Risk of intervention
Hemorrhoidal surgery has no serious complications, but it is a very uncomfortable procedure. The risks are fundamentally two: acute bleeding in the postoperative period and infection of the surgical wound in the late postoperative period. To avoid the latter, the patient must combat this risk by taking oral antibiotics, which must be complemented with proper cleaning and well-defined eating patterns.

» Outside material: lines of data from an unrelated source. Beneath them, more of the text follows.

//! UI domain: player HUD with health, parry readiness and dash charges.

use bevy::prelude::*;

use crate::combat::{Health, ParryState};
use crate::movement::{DashCharges, Player};
use crate::ui::bar_percent;

pub(crate) const PLAYER_HEALTHBAR_WIDTH: f32 = 200.0;
pub(crate) const PLAYER_HEALTHBAR_HEIGHT: f32 = 20.0;
pub(crate) const PLAYER_HEALTHBAR_PADDING: f32 = 16.0;

const PARRY_BAR_HEIGHT: f32 = 8.0;
const DASH_PIP_SIZE: f32 = 12.0;
/// Pips are pre-spawned; caps above this are not drawn
pub(crate) const MAX_DASH_PIPS: u32 = 8;

/// Marker for the player's HUD health bar container
#[derive(Component)]
pub struct PlayerHealthBarUI;

/// Marker for the player's health bar fill element
#[derive(Component)]
pub struct PlayerHealthBarFill;

#[derive(Component)]
pub struct ParryIndicatorFill;

#[derive(Component)]
pub struct DashPip(pub u32);

/// Green at full health through yellow to red.
pub fn player_health_color(fraction: f32) -> Color {
    let fraction = fraction.clamp(0.0, 1.0);
    if fraction > 0.5 {
        let t = (fraction - 0.5) * 2.0;
        Color::srgb(1.0 - t * 0.8, 0.8, 0.3 * (1.0 - t))
    } else {
        let t = fraction * 2.0;
        Color::srgb(0.9, 0.2 + t * 0.6, 0.2)
    }
}

pub(crate) fn spawn_player_hud(mut commands: Commands) {
    // Root container positioned at top-left
    commands
        .spawn((
            PlayerHealthBarUI,
            Node {
                position_type: PositionType::Absolute,
                left: Val::Px(PLAYER_HEALTHBAR_PADDING),
                top: Val::Px(PLAYER_HEALTHBAR_PADDING),
                width: Val::Px(PLAYER_HEALTHBAR_WIDTH),
                flex_direction: FlexDirection::Column,
                row_gap: Val::Px(6.0),
                ..default()
            },
        ))
        .with_children(|parent| {
            // Health bar
            parent
                .spawn((
                    Node {
                        width: Val::Percent(100.0),
                        height: Val::Px(PLAYER_HEALTHBAR_HEIGHT),
                        border: UiRect::all(Val::Px(2.0)),
                        ..default()
                    },
                    BackgroundColor(Color::srgba(0.1, 0.1, 0.1, 0.8)),
                    BorderColor::all(Color::srgb(0.3, 0.3, 0.3)),
                ))
                .with_child((
                    PlayerHealthBarFill,
                    Node {
                        width: Val::Percent(100.0),
                        height: Val::Percent(100.0),
                        ..default()
                    },
                    BackgroundColor(player_health_color(1.0)),
                ));

            // Parry readiness
            parent
                .spawn((
                    Node {
                        width: Val::Percent(60.0),
                        height: Val::Px(PARRY_BAR_HEIGHT),
                        ..default()
                    },
                    BackgroundColor(Color::srgba(0.1, 0.1, 0.1, 0.8)),
                ))
                .with_child((
                    ParryIndicatorFill,
                    Node {
                        width: Val::Percent(100.0),
                        height: Val::Percent(100.0),
                        ..default()
                    },
                    BackgroundColor(Color::srgb(0.95, 0.85, 0.3)),
                ));

            // Dash pips
            parent
                .spawn(Node {
                    flex_direction: FlexDirection::Row,
                    column_gap: Val::Px(4.0),
                    ..default()
                })
                .with_children(|row| {
                    for index in 0..MAX_DASH_PIPS {
                        row.spawn((
                            DashPip(index),
                            Node {
                                width: Val::Px(DASH_PIP_SIZE),
                                height: Val::Px(DASH_PIP_SIZE),
                                display: Display::None,
                                ..default()
                            },
                            BackgroundColor(Color::srgb(0.3, 0.8, 1.0)),
                        ));
                    }
                });
        });
}

pub(crate) fn update_player_healthbar(
    player_query: Query<&Health, With<Player>>,
    mut fill_query: Query<(&mut Node, &mut BackgroundColor), With<PlayerHealthBarFill>>,
) {
    let Ok(health) = player_query.single() else {
        return;
    };

    for (mut node, mut bg_color) in &mut fill_query {
        let fraction = health.fraction();
        node.width = Val::Percent(bar_percent(fraction));
        bg_color.0 = player_health_color(fraction);
    }
}

pub(crate) fn update_parry_indicator(
    player_query: Query<&ParryState, With<Player>>,
    mut fill_query: Query<(&mut Node, &mut BackgroundColor), With<ParryIndicatorFill>>,
) {
    let Ok(parry) = player_query.single() else {
        return;
    };

    let readiness = parry.readiness();
    for (mut node, mut bg_color) in &mut fill_query {
        node.width = Val::Percent(bar_percent(readiness));
        bg_color.0 = if parry.active {
            Color::srgb(1.0, 1.0, 1.0)
        } else if readiness >= 1.0 {
            Color::srgb(0.95, 0.85, 0.3)
        } else {
            Color::srgb(0.5, 0.45, 0.2)
        };
    }
}

pub(crate) fn update_dash_pips(
    player_query: Query<&DashCharges, With<Player>>,
    mut pips: Query<(&DashPip, &mut Node, &mut BackgroundColor)>,
) {
    let Ok(charges) = player_query.single() else {
        return;
    };

    for (pip, mut node, mut bg_color) in &mut pips {
        node.display = if pip.0 < charges.max {
            Display::Flex
        } else {
            Display::None
        };
        bg_color.0 = if pip.0 < charges.current {
            Color::srgb(0.3, 0.8, 1.0)
        } else {
            Color::srgba(0.3, 0.8, 1.0, 0.25)
        };
    }
}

Once subjected to the surgical procedure, the patient must maintain a diet rich in fruit and fiber so that the intestinal rhythm is adequate. The hygiene of the wound should be rigorous with soap and water, and should not be applied ointments or antiseptics locally.
Consequences of not being treated
Hemorrhoids are not a malignant pathology, nor is it something 'urgent' to solve. Despite this, in cases of excessive delay in treatment, the patient is exposed to two risks, in addition to the discomfort they may suffer. One is bleeding , as happens in the intervention, which in this case can generate anemia and in extreme cases the need for a blood transfusion, and another risk or consequence is the infection of the hemorrhoidal tissue. This problem can lead to an anal fistula.